REQUIREMENT
Every line below that includes the word "NativeFnId" needs to be copied.

--- START ---

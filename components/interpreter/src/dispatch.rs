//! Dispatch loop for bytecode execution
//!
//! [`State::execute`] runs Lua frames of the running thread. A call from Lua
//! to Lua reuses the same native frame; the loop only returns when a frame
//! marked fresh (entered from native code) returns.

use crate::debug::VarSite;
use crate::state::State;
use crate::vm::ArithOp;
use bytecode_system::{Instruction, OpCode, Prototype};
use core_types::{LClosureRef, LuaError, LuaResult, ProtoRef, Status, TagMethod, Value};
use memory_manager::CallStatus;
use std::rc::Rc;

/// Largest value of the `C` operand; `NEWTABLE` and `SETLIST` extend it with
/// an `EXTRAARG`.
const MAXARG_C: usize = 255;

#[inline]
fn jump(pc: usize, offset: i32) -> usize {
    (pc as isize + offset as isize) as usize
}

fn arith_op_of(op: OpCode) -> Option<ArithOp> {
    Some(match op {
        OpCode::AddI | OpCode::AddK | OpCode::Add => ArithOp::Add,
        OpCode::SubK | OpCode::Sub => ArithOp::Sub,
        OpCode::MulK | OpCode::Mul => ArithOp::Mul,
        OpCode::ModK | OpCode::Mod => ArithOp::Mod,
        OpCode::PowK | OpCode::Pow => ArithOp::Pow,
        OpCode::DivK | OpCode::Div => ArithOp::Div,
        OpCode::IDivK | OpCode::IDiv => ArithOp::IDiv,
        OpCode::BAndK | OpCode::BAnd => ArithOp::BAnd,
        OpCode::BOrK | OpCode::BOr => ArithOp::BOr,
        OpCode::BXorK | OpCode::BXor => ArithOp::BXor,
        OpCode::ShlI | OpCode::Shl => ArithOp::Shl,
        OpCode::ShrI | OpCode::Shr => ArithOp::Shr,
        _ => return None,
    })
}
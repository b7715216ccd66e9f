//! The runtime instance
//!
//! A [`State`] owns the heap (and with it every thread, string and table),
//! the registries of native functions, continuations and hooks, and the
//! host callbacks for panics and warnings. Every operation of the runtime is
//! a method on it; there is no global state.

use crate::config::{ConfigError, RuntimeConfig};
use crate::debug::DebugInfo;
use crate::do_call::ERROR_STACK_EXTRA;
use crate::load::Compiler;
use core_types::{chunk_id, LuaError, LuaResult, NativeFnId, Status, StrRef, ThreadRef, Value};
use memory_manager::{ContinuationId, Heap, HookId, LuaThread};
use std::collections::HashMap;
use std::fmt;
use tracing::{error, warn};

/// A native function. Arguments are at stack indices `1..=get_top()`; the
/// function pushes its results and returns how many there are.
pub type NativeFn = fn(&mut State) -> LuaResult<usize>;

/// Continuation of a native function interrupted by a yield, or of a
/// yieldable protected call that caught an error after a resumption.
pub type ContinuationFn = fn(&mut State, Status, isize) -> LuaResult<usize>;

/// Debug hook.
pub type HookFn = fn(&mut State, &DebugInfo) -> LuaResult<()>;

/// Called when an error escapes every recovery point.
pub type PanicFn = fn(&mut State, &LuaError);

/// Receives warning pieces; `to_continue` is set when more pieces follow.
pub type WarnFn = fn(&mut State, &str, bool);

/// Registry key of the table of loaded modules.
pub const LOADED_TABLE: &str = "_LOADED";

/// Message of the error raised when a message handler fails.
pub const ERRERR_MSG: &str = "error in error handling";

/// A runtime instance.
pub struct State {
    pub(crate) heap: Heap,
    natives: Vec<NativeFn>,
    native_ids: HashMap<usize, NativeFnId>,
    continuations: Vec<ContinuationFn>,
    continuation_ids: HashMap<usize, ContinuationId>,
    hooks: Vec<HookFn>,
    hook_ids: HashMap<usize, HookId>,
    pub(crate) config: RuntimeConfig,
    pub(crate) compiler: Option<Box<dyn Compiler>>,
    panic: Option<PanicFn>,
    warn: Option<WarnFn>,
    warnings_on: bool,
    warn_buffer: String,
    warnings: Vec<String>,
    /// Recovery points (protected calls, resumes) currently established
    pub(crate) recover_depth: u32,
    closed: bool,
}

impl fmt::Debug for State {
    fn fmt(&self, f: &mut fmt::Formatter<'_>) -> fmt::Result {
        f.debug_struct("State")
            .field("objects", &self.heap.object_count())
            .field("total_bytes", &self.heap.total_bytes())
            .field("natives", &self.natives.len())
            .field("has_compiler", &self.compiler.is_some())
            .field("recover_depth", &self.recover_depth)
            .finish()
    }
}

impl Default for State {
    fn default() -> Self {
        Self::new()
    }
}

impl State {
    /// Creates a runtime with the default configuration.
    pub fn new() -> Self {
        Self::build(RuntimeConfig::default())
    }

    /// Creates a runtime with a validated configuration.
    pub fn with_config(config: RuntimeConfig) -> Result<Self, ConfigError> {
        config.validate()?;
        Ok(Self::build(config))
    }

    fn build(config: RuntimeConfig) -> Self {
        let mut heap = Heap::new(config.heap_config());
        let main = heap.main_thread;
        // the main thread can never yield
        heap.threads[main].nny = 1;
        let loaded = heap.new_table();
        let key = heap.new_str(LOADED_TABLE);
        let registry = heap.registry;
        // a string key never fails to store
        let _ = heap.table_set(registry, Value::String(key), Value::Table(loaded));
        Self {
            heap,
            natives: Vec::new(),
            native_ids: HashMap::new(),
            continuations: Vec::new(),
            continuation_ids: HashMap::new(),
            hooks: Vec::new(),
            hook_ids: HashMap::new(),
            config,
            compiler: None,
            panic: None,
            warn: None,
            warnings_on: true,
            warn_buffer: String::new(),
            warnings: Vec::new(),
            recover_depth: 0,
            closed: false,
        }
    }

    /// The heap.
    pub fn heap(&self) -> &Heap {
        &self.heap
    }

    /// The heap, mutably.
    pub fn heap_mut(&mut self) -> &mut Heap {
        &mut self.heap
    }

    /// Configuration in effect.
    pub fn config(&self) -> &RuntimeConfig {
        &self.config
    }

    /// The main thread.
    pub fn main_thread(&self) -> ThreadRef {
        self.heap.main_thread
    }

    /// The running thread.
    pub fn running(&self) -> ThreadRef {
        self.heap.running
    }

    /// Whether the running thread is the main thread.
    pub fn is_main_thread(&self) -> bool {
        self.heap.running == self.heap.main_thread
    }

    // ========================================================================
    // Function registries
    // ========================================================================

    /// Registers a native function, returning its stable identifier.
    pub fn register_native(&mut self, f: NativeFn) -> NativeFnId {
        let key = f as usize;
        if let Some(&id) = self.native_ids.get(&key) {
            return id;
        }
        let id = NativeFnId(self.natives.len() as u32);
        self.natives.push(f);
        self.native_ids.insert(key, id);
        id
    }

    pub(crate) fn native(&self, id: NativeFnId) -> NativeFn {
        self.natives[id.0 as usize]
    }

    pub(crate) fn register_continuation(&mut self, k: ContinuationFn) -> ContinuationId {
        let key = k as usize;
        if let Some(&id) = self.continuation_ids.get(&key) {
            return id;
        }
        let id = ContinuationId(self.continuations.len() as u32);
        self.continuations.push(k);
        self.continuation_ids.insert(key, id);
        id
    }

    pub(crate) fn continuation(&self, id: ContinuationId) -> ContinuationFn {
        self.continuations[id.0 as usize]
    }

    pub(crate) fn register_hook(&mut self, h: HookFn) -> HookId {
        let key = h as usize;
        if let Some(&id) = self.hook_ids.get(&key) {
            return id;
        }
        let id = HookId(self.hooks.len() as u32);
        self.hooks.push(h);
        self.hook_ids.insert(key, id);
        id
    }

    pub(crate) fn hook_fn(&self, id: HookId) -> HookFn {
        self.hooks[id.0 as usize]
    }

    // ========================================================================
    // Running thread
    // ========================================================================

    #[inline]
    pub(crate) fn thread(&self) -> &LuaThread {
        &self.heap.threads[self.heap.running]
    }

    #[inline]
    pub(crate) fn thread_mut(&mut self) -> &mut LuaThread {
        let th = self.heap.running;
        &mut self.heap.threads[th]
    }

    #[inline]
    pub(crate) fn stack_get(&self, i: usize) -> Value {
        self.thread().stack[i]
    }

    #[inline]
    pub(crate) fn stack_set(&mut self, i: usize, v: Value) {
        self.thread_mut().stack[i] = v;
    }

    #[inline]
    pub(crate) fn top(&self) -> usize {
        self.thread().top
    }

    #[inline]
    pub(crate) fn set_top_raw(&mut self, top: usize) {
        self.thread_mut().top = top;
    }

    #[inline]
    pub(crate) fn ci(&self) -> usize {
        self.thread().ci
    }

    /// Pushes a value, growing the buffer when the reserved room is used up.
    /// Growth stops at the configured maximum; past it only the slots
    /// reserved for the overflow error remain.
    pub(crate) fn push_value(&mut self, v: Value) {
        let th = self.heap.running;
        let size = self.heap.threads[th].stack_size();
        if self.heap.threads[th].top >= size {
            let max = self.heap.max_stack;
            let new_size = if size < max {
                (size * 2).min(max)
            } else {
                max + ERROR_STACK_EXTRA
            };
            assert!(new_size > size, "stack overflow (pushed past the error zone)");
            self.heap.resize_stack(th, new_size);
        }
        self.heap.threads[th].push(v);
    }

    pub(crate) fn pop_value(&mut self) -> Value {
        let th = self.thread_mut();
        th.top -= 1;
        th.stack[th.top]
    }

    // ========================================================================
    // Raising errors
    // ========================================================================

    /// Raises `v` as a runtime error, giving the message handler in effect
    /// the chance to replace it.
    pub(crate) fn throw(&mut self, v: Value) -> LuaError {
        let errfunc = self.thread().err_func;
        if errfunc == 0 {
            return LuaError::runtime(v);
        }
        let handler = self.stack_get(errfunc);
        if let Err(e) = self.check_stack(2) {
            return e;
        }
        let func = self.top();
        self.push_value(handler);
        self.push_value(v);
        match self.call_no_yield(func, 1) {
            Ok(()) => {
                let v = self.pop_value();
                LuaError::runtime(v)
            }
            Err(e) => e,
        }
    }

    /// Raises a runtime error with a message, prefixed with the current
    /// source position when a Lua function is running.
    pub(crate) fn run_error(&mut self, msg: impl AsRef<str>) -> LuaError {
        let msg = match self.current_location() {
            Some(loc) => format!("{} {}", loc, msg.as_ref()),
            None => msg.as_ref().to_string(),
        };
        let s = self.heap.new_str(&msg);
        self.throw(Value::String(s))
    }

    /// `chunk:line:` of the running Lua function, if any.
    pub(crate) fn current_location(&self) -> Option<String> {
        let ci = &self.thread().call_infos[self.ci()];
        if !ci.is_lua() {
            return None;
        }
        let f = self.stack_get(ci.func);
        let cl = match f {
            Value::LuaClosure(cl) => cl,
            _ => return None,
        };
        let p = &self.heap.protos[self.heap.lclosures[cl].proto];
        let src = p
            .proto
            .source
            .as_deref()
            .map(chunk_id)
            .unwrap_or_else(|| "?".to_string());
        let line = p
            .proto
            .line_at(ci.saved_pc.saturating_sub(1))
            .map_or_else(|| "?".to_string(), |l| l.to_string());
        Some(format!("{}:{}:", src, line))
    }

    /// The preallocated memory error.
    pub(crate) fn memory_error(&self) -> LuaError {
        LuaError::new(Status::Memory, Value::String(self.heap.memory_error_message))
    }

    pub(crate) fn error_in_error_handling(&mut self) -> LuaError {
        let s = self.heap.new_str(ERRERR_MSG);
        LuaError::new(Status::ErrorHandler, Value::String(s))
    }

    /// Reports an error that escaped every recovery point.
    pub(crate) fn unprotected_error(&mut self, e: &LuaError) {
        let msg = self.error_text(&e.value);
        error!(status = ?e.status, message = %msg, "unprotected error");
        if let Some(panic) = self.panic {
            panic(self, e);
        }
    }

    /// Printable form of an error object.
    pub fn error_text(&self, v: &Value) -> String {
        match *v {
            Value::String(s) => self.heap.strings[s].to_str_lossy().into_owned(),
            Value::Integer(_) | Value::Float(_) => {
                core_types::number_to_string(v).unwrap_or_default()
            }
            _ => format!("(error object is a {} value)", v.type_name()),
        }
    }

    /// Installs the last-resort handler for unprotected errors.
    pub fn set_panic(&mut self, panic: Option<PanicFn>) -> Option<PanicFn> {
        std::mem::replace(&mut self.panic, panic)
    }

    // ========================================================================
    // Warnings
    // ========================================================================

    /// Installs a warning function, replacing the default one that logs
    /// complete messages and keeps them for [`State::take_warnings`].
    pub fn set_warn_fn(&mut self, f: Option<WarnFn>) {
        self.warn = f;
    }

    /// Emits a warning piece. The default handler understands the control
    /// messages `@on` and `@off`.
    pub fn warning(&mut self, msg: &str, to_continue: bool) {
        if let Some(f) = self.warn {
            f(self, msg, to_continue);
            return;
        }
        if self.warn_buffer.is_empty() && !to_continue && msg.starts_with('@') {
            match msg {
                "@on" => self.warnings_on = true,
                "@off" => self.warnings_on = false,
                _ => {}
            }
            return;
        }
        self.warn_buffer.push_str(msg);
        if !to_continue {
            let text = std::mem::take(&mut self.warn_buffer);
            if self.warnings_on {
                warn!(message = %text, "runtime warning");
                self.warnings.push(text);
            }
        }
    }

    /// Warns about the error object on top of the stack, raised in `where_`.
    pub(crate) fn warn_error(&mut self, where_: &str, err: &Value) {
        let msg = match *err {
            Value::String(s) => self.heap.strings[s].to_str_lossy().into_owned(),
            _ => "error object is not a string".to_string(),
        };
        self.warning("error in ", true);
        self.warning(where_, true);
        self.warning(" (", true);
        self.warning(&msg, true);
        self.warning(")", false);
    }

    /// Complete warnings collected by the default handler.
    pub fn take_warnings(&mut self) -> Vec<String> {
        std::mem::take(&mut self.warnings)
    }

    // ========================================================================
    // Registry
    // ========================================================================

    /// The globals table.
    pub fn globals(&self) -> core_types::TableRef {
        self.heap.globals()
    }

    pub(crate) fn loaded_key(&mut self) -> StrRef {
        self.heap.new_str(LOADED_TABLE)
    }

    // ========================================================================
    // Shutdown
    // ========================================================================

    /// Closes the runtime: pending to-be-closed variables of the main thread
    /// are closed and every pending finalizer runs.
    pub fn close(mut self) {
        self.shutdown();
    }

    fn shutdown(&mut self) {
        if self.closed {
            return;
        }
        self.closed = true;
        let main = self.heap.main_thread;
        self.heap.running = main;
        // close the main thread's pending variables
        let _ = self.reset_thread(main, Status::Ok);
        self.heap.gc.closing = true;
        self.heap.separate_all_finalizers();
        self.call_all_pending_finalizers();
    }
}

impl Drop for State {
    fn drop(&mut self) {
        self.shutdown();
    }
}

--- END ---

RESULT
use core_types::{chunk_id, LuaError, LuaResult, NativeFnId, Status, StrRef, ThreadRef, Value};
    native_ids: HashMap<usize, NativeFnId>,
    pub fn register_native(&mut self, f: NativeFn) -> NativeFnId {
        let id = NativeFnId(self.natives.len() as u32);
    pub(crate) fn native(&self, id: NativeFnId) -> NativeFn {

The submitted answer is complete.